◆ Directions ◆
Find how many lines of the following entries contain "bytes". Reply with the number alone.

::: Supplied material

// src/pipeline/harvest.rs

//! Ingestion pipeline.
//!
//! Walks listing pages and, for each candidate in order:
//!
//! 1. stops if the download limit is reached
//! 2. skips if its `(author, source_id)` is already tracked (no request made)
//! 3. resolves the detail page's download link, skipping if absent
//! 4. skips if the served filename or its key is already tracked
//! 5. downloads the binary, stopping the whole run on an HTML answer
//! 6. stages the raw file under its served name
//! 7. transcodes to `{id}.{ext}`; a failure is recorded and skipped
//! 8. records the sample and waits before the next candidate
//!
//! The tracking document is flushed once when the run stops, on every exit
//! path.

use std::future::Future;
use std::sync::Arc;
use std::time::Duration;

use uuid::Uuid;

use crate::error::Result;
use crate::models::{CandidateLink, Config, DownloadLink, SampleRecord};
use crate::pipeline::report::{RunReport, RunState, StopReason};
use crate::services::{
    DownloadOutcome, ItemFetcher, PageFetch, PageWalker, Transcoder, WebClient,
};
use crate::storage::TrackingStore;

/// What to do after one candidate.
enum Step {
    Next,
    Stop(StopReason),
}

/// Sequential crawl, fetch, convert and record loop.
pub struct Harvester {
    config: Arc<Config>,
    client: Arc<dyn WebClient>,
    transcoder: Arc<dyn Transcoder>,
}

impl Harvester {
    pub fn new(
        config: Arc<Config>,
        client: Arc<dyn WebClient>,
        transcoder: Arc<dyn Transcoder>,
    ) -> Self {
        Self {
            config,
            client,
            transcoder,
        }
    }

    /// Run until a stop condition, then flush `store` and report.
    pub async fn run(&self, store: TrackingStore) -> Result<RunReport> {
        let mut state = RunState::start(store);
        let outcome = self.crawl(&mut state).await;
        state.finish(outcome)
    }

    /// Run until a stop condition or until `shutdown` completes.
    ///
    /// On shutdown the run is abandoned between awaits and `None` is
    /// returned; the records ingested so far are flushed before returning.
    pub async fn run_until(
        &self,
        store: TrackingStore,
        shutdown: impl Future<Output = ()>,
    ) -> Result<Option<RunReport>> {
        tokio::select! {
            result = self.run(store) => result.map(Some),
            () = shutdown => Ok(None),
        }
    }

    async fn crawl(&self, state: &mut RunState) -> Result<StopReason> {
        let source = &self.config.source;
        let mut walker = PageWalker::new(
            self.client.as_ref(),
            &source.search_url,
            source.start_page,
        )?;
        let fetcher = ItemFetcher::new(self.client.as_ref(), &source.site_url)?;

        loop {
            if self.limit_reached(state) {
                return Ok(StopReason::Limit);
            }

            log::info!("Fetching page {}", walker.page());
            let candidates = match walker.fetch().await {
                PageFetch::Page(candidates) => candidates,
                PageFetch::EndOfPages => {
                    log::info!("No sample links on page {}, end of pages", walker.page());
                    return Ok(StopReason::EndOfPages);
                }
                PageFetch::TransportError(e) => {
                    log::info!("No more pages after page {}: {e}", walker.page());
                    return Ok(StopReason::EndOfPages);
                }
            };
            log::debug!(
                "Page {} lists {} candidates",
                walker.page(),
                candidates.len()
            );

            for candidate in &candidates {
                if let Step::Stop(reason) =
                    self.process(candidate, &fetcher, state, walker.page()).await?
                {
                    return Ok(reason);
                }
            }

            walker.advance();
        }
    }

    async fn process(
        &self,
        candidate: &CandidateLink,
        fetcher: &ItemFetcher<'_>,
        state: &mut RunState,
        page: u32,
    ) -> Result<Step> {
        if self.limit_reached(state) {
            log::info!("Reached download limit of {}", state.added);
            return Ok(Step::Stop(StopReason::Limit));
        }

        if state.index.contains_key(&candidate.key()) {
            log::info!(
                "Skipping {} by {} - already downloaded",
                candidate.source_id,
                candidate.author
            );
            state.skipped += 1;
            return Ok(Step::Next);
        }

        let detail_url = fetcher.detail_url(candidate);
        match fetcher.fetch(candidate, &state.index).await? {
            DownloadOutcome::Binary { bytes, link } => {
                self.ingest(&bytes, &link, &detail_url, state, page).await
            }
            DownloadOutcome::AuthFailure => {
                log::error!(
                    "Got HTML instead of audio from {detail_url} - authentication failed! \
                     Check the session credentials."
                );
                Ok(Step::Stop(StopReason::AuthFailure))
            }
            DownloadOutcome::NoDownloadLink => Ok(Step::Next),
            DownloadOutcome::AlreadyIngested(link) => {
                log::info!("Skipping {} - already downloaded", link.full_name);
                state.skipped += 1;
                Ok(Step::Next)
            }
            DownloadOutcome::Unavailable { link, status } => {
                log::warn!("Download of {} answered HTTP {status}", link.full_name);
                Ok(Step::Next)
            }
        }
    }

    async fn ingest(
        &self,
        bytes: &[u8],
        link: &DownloadLink,
        detail_url: &str,
        state: &mut RunState,
        page: u32,
    ) -> Result<Step> {
        let paths = &self.config.paths;

        let downloads_dir = paths.downloads_path();
        tokio::fs::create_dir_all(&downloads_dir).await?;
        let staged = downloads_dir.join(&link.full_name);
        tokio::fs::write(&staged, bytes).await?;

        let id = Uuid::new_v4().to_string();
        let converted_dir = paths.converted_path();
        tokio::fs::create_dir_all(&converted_dir).await?;
        let output =
            converted_dir.join(format!("{id}.{}", self.config.transcoder.extension));

        if let Err(e) = self.transcoder.transcode(&staged, &output).await {
            log::warn!("Conversion failed for {}: {e}", link.full_name);
            state.failed_conversions.push(detail_url.to_string());
            return Ok(Step::Next);
        }

        let record = SampleRecord::from_download(link);
        state.index.insert(link.key(), &record);
        state.store.insert(id, record);
        state.added += 1;
        log::info!(
            "(#{} on p{}) Done with file {}",
            state.added,
            page,
            link.full_name
        );

        let delay = Duration::from_millis(self.config.crawler.request_delay_ms);
        if !delay.is_zero() {
            tokio::time::sleep(delay).await;
        }
        Ok(Step::Next)
    }

    fn limit_reached(&self, state: &RunState) -> bool {
        self.config
            .source
            .max_downloads
            .is_some_and(|max| state.added >= max)
    }
}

::::::

◆ Solution to the exercise ◆
4